# What tripod and head to shooters of 300 2.8 II use while traveling?



## scottkinfw (Nov 15, 2013)

Hi all. I am serious about upgrading to the 300 2.8 II and in a few months, my lens fund will be topped off. I am interested to hear pros and cons for light weight stable tripod/head combos for wildlife shooting for the lens. Currently I shoot 5D!!! ( may get a 1DX someday), and have a Wimberley WH-200 Gimbal Tripod Head II with Quick Release Base, which I love ( Thank you for the advice Neuro). Anyway, time to start planning for the upgrade and all suggestions appreciated.


----------



## neuroanatomist (Nov 15, 2013)

Just to clarify, are you looking for something smaller/lighter than the Wimberley II for travel? The Wimberley gimbal will work quite well with the 300/2.8 II, of course.
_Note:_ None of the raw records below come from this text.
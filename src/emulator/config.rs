// Configuration management
//
// Persists the video settings and controller key bindings the host driver
// needs; everything else about this core's behaviour is fixed at compile
// time. Missing or malformed config falls back to in-code defaults rather
// than failing the run.

use crate::input::KeyboardMappingConfig;
use serde::{Deserialize, Serialize};
use std::fs;
use std::io;

/// Default configuration file path
const CONFIG_FILE: &str = "emulator_config.toml";

/// Emulator configuration
///
/// Stores all user-configurable settings for the emulator.
#[derive(Debug, Clone, Serialize, Deserialize)]
pub struct EmulatorConfig {
    /// Video settings
    pub video: VideoConfig,

    /// Controller key bindings
    pub keyboard: KeyboardMappingConfig,
}

/// Video configuration
#[derive(Debug, Clone, Serialize, Deserialize)]
pub struct VideoConfig {
    /// Window scale relative to the native 256x240 picture
    pub scale: u32,

    /// Enable VSync
    pub vsync: bool,

    /// Target FPS (60 for NTSC)
    pub fps: u32,
}

impl Default for EmulatorConfig {
    fn default() -> Self {
        EmulatorConfig {
            video: VideoConfig {
                scale: 3,
                vsync: true,
                fps: 60,
            },
            keyboard: KeyboardMappingConfig::default_bindings(),
        }
    }
}

impl EmulatorConfig {
    /// Load configuration from file or create default
    ///
    /// If the configuration file doesn't exist or fails to parse, falls
    /// back to in-code defaults and tries to write them out.
    ///
    /// # Example
    ///
    /// ```
    /// use nes_rs::emulator::EmulatorConfig;
    ///
    /// let config = EmulatorConfig::load_or_default();
    /// ```
    pub fn load_or_default() -> Self {
        Self::load().unwrap_or_else(|_| {
            let config = Self::default();
            // Try to save the default config, but don't fail if we can't
            let _ = config.save();
            config
        })
    }

    /// Load configuration from file
    pub fn load() -> Result<Self, io::Error> {
        let contents = fs::read_to_string(CONFIG_FILE)?;
        toml::from_str(&contents).map_err(|e| io::Error::new(io::ErrorKind::InvalidData, e))
    }

    /// Save configuration to file
    ///
    /// # Example
    ///
    /// ```no_run
    /// use nes_rs::emulator::EmulatorConfig;
    ///
    /// let config = EmulatorConfig::default();
    /// config.save().expect("Failed to save configuration");
    /// ```
    pub fn save(&self) -> Result<(), io::Error> {
        let contents = toml::to_string_pretty(self)
            .map_err(|e| io::Error::new(io::ErrorKind::InvalidData, e))?;
        fs::write(CONFIG_FILE, contents)
    }
}

#[cfg(test)]
mod tests {
    use super::*;

    #[test]
    fn test_default_config() {
        let config = EmulatorConfig::default();
        assert_eq!(config.video.scale, 3);
        assert_eq!(config.video.fps, 60);
        assert!(config.video.vsync);
    }

    #[test]
    fn test_config_serialization() {
        let config = EmulatorConfig::default();
        let toml_str = toml::to_string(&config).expect("Failed to serialize");
        let deserialized: EmulatorConfig =
            toml::from_str(&toml_str).expect("Failed to deserialize");

        assert_eq!(config.video.scale, deserialized.video.scale);
        assert_eq!(config.keyboard.button_a, deserialized.keyboard.button_a);
    }

    #[test]
    fn malformed_toml_is_rejected_by_load_not_by_load_or_default() {
        let err = toml::from_str::<EmulatorConfig>("not valid toml {{{");
        assert!(err.is_err());
    }
}
// 6502 opcode table: one descriptor per possible opcode byte.
//
// Building this as a plain array indexed by opcode, filled in once and
// cached behind a `OnceLock`, keeps dispatch a single match over `Mnemonic`
// rather than a table of closures (see the design notes on instruction
// dispatch: a big enum match beats boxed callables here).

use std::sync::OnceLock;

/// The thirteen 6502 addressing modes. `Dummy` is the placeholder used for
/// opcode slots this core does not implement (illegal/undocumented opcodes);
/// it never touches memory.
#[derive(Debug, Clone, Copy, PartialEq, Eq)]
pub enum AddressingMode {
    Dummy,
    Absolute,
    AbsoluteX,
    AbsoluteY,
    Accumulator,
    Immediate,
    Implied,
    IndexedIndirect,
    Indirect,
    IndirectIndexed,
    Relative,
    ZeroPage,
    ZeroPageX,
    ZeroPageY,
}

#[derive(Debug, Clone, Copy, PartialEq, Eq)]
pub enum Mnemonic {
    Adc, And, Asl, Bcc, Bcs, Beq, Bit, Bmi, Bne, Bpl, Brk, Bvc, Bvs,
    Clc, Cld, Cli, Clv, Cmp, Cpx, Cpy, Dec, Dex, Dey, Eor, Inc, Inx, Iny,
    Jmp, Jsr, Lda, Ldx, Ldy, Lsr, Nop, Ora, Pha, Php, Pla, Plp, Rol, Ror,
    Rti, Rts, Sbc, Sec, Sed, Sei, Sta, Stx, Sty, Tax, Tay, Tsx, Txa, Txs, Tya,
    /// True jam/halt opcode: locks a real 6502 up permanently. This core
    /// treats it as a one-byte no-op instead so emulation can keep running.
    Kil,
    /// Undocumented opcodes with a real addressing mode and cycle cost but
    /// no implemented side effect (SLO, RLA, SRE, RRA, SAX, LAX, DCP, ISC,
    /// ANC, ALR, ARR, AXS, XAA, AHX, TAS, SHX, SHY, LAS below).
    Slo, Rla, Sre, Rra, Sax, Lax, Dcp, Isc, Anc, Alr, Arr, Axs, Xaa, Ahx, Tas, Shx, Shy, Las,
    /// Opcode byte has no official meaning and no known undocumented
    /// behavior; present for timing/length only. Never appears in the
    /// built table (every opcode byte is accounted for above), kept as a
    /// safe default for the table's initial fill.
    Illegal,
}

impl Mnemonic {
    /// Three-letter mnemonic used by the trace log, matching the Nestest
    /// convention (unmapped opcodes, which never occur in the built table,
    /// would log as `???`).
    pub fn as_str(self) -> &'static str {
        use Mnemonic::*;
        match self {
            Adc => "ADC", And => "AND", Asl => "ASL", Bcc => "BCC", Bcs => "BCS",
            Beq => "BEQ", Bit => "BIT", Bmi => "BMI", Bne => "BNE", Bpl => "BPL",
            Brk => "BRK", Bvc => "BVC", Bvs => "BVS", Clc => "CLC", Cld => "CLD",
            Cli => "CLI", Clv => "CLV", Cmp => "CMP", Cpx => "CPX", Cpy => "CPY",
            Dec => "DEC", Dex => "DEX", Dey => "DEY", Eor => "EOR", Inc => "INC",
            Inx => "INX", Iny => "INY", Jmp => "JMP", Jsr => "JSR", Lda => "LDA",
            Ldx => "LDX", Ldy => "LDY", Lsr => "LSR", Nop => "NOP", Ora => "ORA",
            Pha => "PHA", Php => "PHP", Pla => "PLA", Plp => "PLP", Rol => "ROL",
            Ror => "ROR", Rti => "RTI", Rts => "RTS", Sbc => "SBC", Sec => "SEC",
            Sed => "SED", Sei => "SEI", Sta => "STA", Stx => "STX", Sty => "STY",
            Tax => "TAX", Tay => "TAY", Tsx => "TSX", Txa => "TXA", Txs => "TXS",
            Tya => "TYA",
            Kil => "KIL", Slo => "SLO", Rla => "RLA", Sre => "SRE", Rra => "RRA",
            Sax => "SAX", Lax => "LAX", Dcp => "DCP", Isc => "ISC", Anc => "ANC",
            Alr => "ALR", Arr => "ARR", Axs => "AXS", Xaa => "XAA", Ahx => "AHX",
            Tas => "TAS", Shx => "SHX", Shy => "SHY", Las => "LAS",
            Illegal => "???",
        }
    }

    /// Whether this mnemonic has no implemented side effect: true jams and
    /// every undocumented-but-timed opcode. `execute::step` routes all of
    /// these through the same diagnostic-only handler.
    pub fn is_unimplemented(self) -> bool {
        use Mnemonic::*;
        matches!(
            self,
            Kil | Slo | Rla | Sre | Rra | Sax | Lax | Dcp | Isc | Anc | Alr | Arr | Axs | Xaa
                | Ahx | Tas | Shx | Shy | Illegal
        )
    }

    /// Whether this is one of the eight conditional branch instructions,
    /// which take an extra cycle when the branch is taken.
    pub fn is_branch(self) -> bool {
        use Mnemonic::*;
        matches!(self, Bcc | Bcs | Beq | Bmi | Bne | Bpl | Bvc | Bvs)
    }
}
// Regression trace log: a single-line decode of the instruction at the
// current PC, in the column layout a reference Nestest-style log uses.
// Only the byte ranges [0..14) (PC + instruction bytes) and [48..73)
// (register snapshot) are contractual; the mnemonic field between them is
// padded to a fixed width but its exact text is not compared byte-for-byte
// against a reference log.

use super::opcodes;
use super::Cpu;
use crate::bus::Bus;

impl Cpu {
    /// Format the instruction about to execute as one trace line, without
    /// mutating CPU state. Intended to be called before `step()`.
    pub fn trace_line(&self, bus: &mut Bus) -> String {
        let pc = self.pc;
        let opcode = bus.read(pc);
        let entry = opcodes::table()[opcode as usize];

        let byte2 = if entry.length >= 2 {
            bus.read(pc.wrapping_add(1))
        } else {
            0
        };
        let byte3 = if entry.length >= 3 {
            bus.read(pc.wrapping_add(2))
        } else {
            0
        };

        let hex_bytes = match entry.length {
            1 => format!("{:02X}      ", opcode),
            2 => format!("{:02X} {:02X}   ", opcode, byte2),
            _ => format!("{:02X} {:02X} {:02X}", opcode, byte2, byte3),
        };

        format!(
            "{:04X}  {}  {:<32}A:{:02X} X:{:02X} Y:{:02X} P:{:02X} SP:{:02X}",
            pc,
            hex_bytes,
            entry.mnemonic.as_str(),
            self.a,
            self.x,
            self.y,
            self.status_byte(),
            self.sp,
        )
    }
}

#[cfg(test)]
mod tests {
    use super::*;

    #[test]
    fn trace_line_matches_contractual_byte_ranges() {
        let mut bus = Bus::new();
        bus.write(0xC000, 0x4C); // JMP absolute
        bus.write(0xC001, 0xF5);
        bus.write(0xC002, 0xC5);
        let mut cpu = Cpu::new();
        cpu.pc = 0xC000;

        let line = cpu.trace_line(&mut bus);
        assert_eq!(&line[0..14], "C000  4C F5 C5");

        let registers = &line[48..73];
        let expected = format!(
            "A:{:02X} X:{:02X} Y:{:02X} P:{:02X} SP:{:02X}",
            cpu.a,
            cpu.x,
            cpu.y,
            cpu.status_byte(),
            cpu.sp
        );
        assert_eq!(registers, expected);
    }

    #[test]
    fn single_byte_instruction_pads_operand_field() {
        let mut bus = Bus::new();
        bus.write(0x8000, 0x18); // CLC, implied
        let mut cpu = Cpu::new();
        cpu.pc = 0x8000;
        let line = cpu.trace_line(&mut bus);
        assert_eq!(&line[0..14], "8000  18      ");
    }

    #[test]
    fn jam_opcode_logs_its_mnemonic() {
        let mut bus = Bus::new();
        bus.write(0x8000, 0x02);
        let mut cpu = Cpu::new();
        cpu.pc = 0x8000;
        let line = cpu.trace_line(&mut bus);
        assert!(line.contains("KIL"));
    }
}
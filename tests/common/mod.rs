// Common test utilities for ROM-based integration tests
//
// Shared helpers for running full .nes test ROMs (Blargg-style and other
// cartridge-based test suites) against the real cartridge/bus pipeline.

#![allow(dead_code)]

use nes_rs::bus::Bus;
use nes_rs::cartridge::Cartridge;
use nes_rs::cpu::Cpu;
use std::path::Path;

/// Maximum number of CPU cycles to run before timing out
pub const MAX_TEST_CYCLES: u64 = 100_000_000;

/// Result of running a test ROM
#[derive(Debug, Clone, PartialEq, Eq)]
pub enum TestResult {
    Passed,
    Failed(u8),
    Timeout,
}

/// Read a null-terminated ASCII string out of bus-addressable memory.
pub fn read_string(bus: &mut Bus, addr: u16, max_len: usize) -> String {
    let mut result = String::new();
    let mut current_addr = addr;

    for _ in 0..max_len {
        let byte = bus.read(current_addr);
        if byte == 0 {
            break;
        }
        if (0x20..=0x7E).contains(&byte) {
            result.push(byte as char);
        }
        current_addr = current_addr.wrapping_add(1);
    }

    result
}

/// Load a cartridge and run it against the CPU/bus using the status
/// protocol shared by Blargg's and Kevin Horton's test ROMs: $6000 holds
/// $80 while the test runs, then a result code once it's done, with a
/// human-readable message at $6004.
///
/// Returns `(passed, message)`, or an `Err` if the ROM file is missing or
/// fails to parse as iNES.
pub fn run_blargg_style_test(rom_path: &str, max_cycles: u64) -> Result<(bool, String), String> {
    let path = Path::new(rom_path);
    if !path.exists() {
        return Err(format!("test ROM not found: {}", rom_path));
    }

    let cartridge =
        Cartridge::from_ines_file(path).map_err(|e| format!("failed to load cartridge: {}", e))?;

    let mut cpu = Cpu::new();
    let mut bus = Bus::new();
    bus.load_cartridge(cartridge);
    cpu.reset(&mut bus);

    let mut cycles = 0u64;
    let mut seen_running = false;

    while cycles < max_cycles {
        cycles += cpu.step(&mut bus) as u64;

        let status = bus.read(0x6000);
        if status == 0x80 {
            seen_running = true;
            continue;
        }

        if seen_running {
            let message = read_string(&mut bus, 0x6004, 400);
            return Ok((status == 0x00, format!("status ${:02X}: {}", status, message)));
        }
    }

    Ok((false, "timed out waiting for test completion".to_string()))
}

/// Format a `TestResult` for display.
pub fn format_result(result: &TestResult) -> String {
    match result {
        TestResult::Passed => "PASSED".to_string(),
        TestResult::Failed(code) => format!("FAILED (error code: ${:02X})", code),
        TestResult::Timeout => "TIMEOUT".to_string(),
    }
}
If you've got a strong ballhead with an Arca-Swiss type clamp that you'll be taking anyway, the Wimberley Sidekick would work well with the 300/2.8. I'd also recommend getting the RRS LCF-52 replacement foot for the 300 II.


----------



## mackguyver (Nov 15, 2013)

Unless you're going to be sitting in a blind or somewhere still for a long time, the 300 f/2.8 IS II works really well hand-held or with a monopod.


----------